Also, I imagine you wouldn't necessarily need overloads for all versions
unless there were API differences or you explicitly needed to support multiple
ABIs. Most of the time you could probably just use the name without qualifying
the inline namespace. Conversions in the library could also help, especially
if the compiler can see through them to optimize them away/do them at compile-
time. The main issue I can see is header files actually, since even if your
library was built using the std::v2::blah types, anyone that includes the
header referring to std::blah could potentially get a different version.
Modules do solve this, though, as long as your module interface is built as
the same version of the library.

------
unlinked_dll
I can think of some automated fixes to the ABI problem. I'm sure others can
too and also why they'd be rejected.

Personally I'm surprised people are so scared of ABI breakages when the author
correctly points out most code relying on stable ABIs when the language does
not guarantee one is probably faulty.
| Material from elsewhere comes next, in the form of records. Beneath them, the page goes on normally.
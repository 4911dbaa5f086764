//! Article Intake (C3, §4.3): fingerprint, dedup, persist, enqueue for
//! review — with exponential-backoff retry on persistence failure, grounded
//! on `scheduler/job_store.rs`'s retry style and `types/error.rs`'s
//! `RecoveryStrategy::Retry` shape.

use std::sync::Arc;
use std::time::Duration;

use chrono::Utc;
use tracing::{error, warn};

use crate::error::IntakeError;
use crate::fingerprint::{FingerprintStore, SeenResult};
use crate::queue::ReviewQueue;
use crate::store::Store;
use crate::types::{Article, ArticleId, FeedId, ReviewTier};

const BASE_BACKOFF: Duration = Duration::from_secs(1);
const BACKOFF_FACTOR: u32 = 2;
const MAX_BACKOFF: Duration = Duration::from_secs(60);
const MAX_ATTEMPTS: u32 = 5;

#[derive(Debug, Clone, Copy, PartialEq, Eq)]
pub enum IntakeOutcome {
    Enqueued,
    Duplicate,
}

/// Raw article fields as received from a feed poller, prior to assignment of
/// an `ArticleId` or fingerprint (§4.3).
pub struct IncomingArticle {
    pub feed_id: FeedId,
    pub title: String,
    pub url: String,
    pub content: String,
    pub published_at: chrono::DateTime<Utc>,
}

pub struct ArticleIntake {
    fingerprints: Arc<FingerprintStore>,
    store: Arc<dyn Store>,
    queue: Arc<ReviewQueue>,
}

impl ArticleIntake {
    pub fn new(fingerprints: Arc<FingerprintStore>, store: Arc<dyn Store>, queue: Arc<ReviewQueue>) -> Self {
        Self { fingerprints, store, queue }
    }

    /// Dedups by content fingerprint, persists the article, and enqueues it
    /// for review. Persistence is retried with exponential backoff
    /// (1s, 2s, 4s, ... capped at 60s, 5 attempts) before giving up fatally
    /// (§4.3 edge case: store unavailable).
    pub async fn ingest(&self, incoming: IncomingArticle) -> Result<IntakeOutcome, IntakeError> {
        let fingerprint = FingerprintStore::fingerprint(&incoming.title, &incoming.url, &incoming.content);

        if self.fingerprints.seen_or_insert(&fingerprint) == SeenResult::Duplicate {
            return Ok(IntakeOutcome::Duplicate);
        }

        let article = Article {
            id: ArticleId::new(),
            feed_id: incoming.feed_id,
            title: incoming.title,
            url: incoming.url,
            content: incoming.content,
            published_at: incoming.published_at,
            fingerprint,
            review_tier: ReviewTier::None,
            tags: vec![],
            summary: None,
            confidence: None,
            collection_id: None,
            processed_at: None,
        };

        self.persist_with_retry(&article).await?;
        self.queue.enqueue(article.id).await;
        Ok(IntakeOutcome::Enqueued)
    }

    async fn persist_with_retry(&self, article: &Article) -> Result<(), IntakeError> {
        let mut backoff = BASE_BACKOFF;
        let mut last_reason = String::new();

        for attempt in 1..=MAX_ATTEMPTS {
            match self.store.insert_article(article).await {
                Ok(()) => return Ok(()),
                Err(e) => {
                    last_reason = e.to_string();
                    warn!(article_id = %article.id, attempt, error = %last_reason, "article persistence failed");
                    if attempt < MAX_ATTEMPTS {
                        tokio::time::sleep(backoff).await;
                        backoff = (backoff * BACKOFF_FACTOR).min(MAX_BACKOFF);
                    }
                }
            }
        }

        error!(article_id = %article.id, "article persistence exhausted retries");
        Err(IntakeError::PersistenceFailed {
            attempts: MAX_ATTEMPTS,
            reason: last_reason,
        })
    }
}

#[cfg(test)]
mod tests {
    use super::*;
    use crate::types::{Feed, FeedKind};

    async fn setup() -> (ArticleIntake, Arc<dyn Store>, FeedId) {
        let fingerprints = FingerprintStore::new(Duration::from_secs(3600), true);
        let store: Arc<dyn Store> = Arc::new(crate::store::SqliteStore::open_in_memory().unwrap());
        let queue = Arc::new(ReviewQueue::new(100));
        let feed_id = FeedId::new();
        store
            .upsert_feed(&Feed {
                id: feed_id,
                source_url: "https://feed.example.com".to_string(),
                kind: FeedKind::Rss,
                active: true,
                last_polled_at: None,
            })
            .await
            .unwrap();
        (ArticleIntake::new(fingerprints, store.clone(), queue), store, feed_id)
    }

    fn incoming(feed_id: FeedId, seed: &str) -> IncomingArticle {
        IncomingArticle {
            feed_id,
            title: format!("Headline {seed}"),
            url: format!("https://example.com/{seed}"),
            content: format!("Body {seed}"),
            published_at: Utc::now(),
        }
    }

    #[tokio::test]
    async fn fresh_article_is_persisted_and_enqueued() {
        let (intake, store, feed_id) = setup().await;
        let outcome = intake.ingest(incoming(feed_id, "a")).await.unwrap();
        assert_eq!(outcome, IntakeOutcome::Enqueued);
        assert_eq!(store.list_feeds().await.unwrap().len(), 1);
    }

    #[tokio::test]
    async fn duplicate_fingerprint_is_suppressed_without_store_write() {
        let (intake, _store, feed_id) = setup().await;
        let first = incoming(feed_id, "dup");
        let second = incoming(feed_id, "dup");
        assert_eq!(intake.ingest(first).await.unwrap(), IntakeOutcome::Enqueued);
        assert_eq!(intake.ingest(second).await.unwrap(), IntakeOutcome::Duplicate);
    }
}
I guess the lesson here is not to ever
buy into a dependency without getting a license to the source to recompile it
in the future.

But I get it. There's way too many shared libraries that link against
libc++.so out there that will never be recompiled and the source is
unavailable. The fixes are probably going to be ugly and have some cost.

------
_bxg1
This may be a naive question from someone outside of the ecosystem, but what
is the purpose of ABI compatibility for an open-source library? Why not
recompile the standard lib as a part of your own binary? Is it shipped by the
OS as a DLL for sharing purposes?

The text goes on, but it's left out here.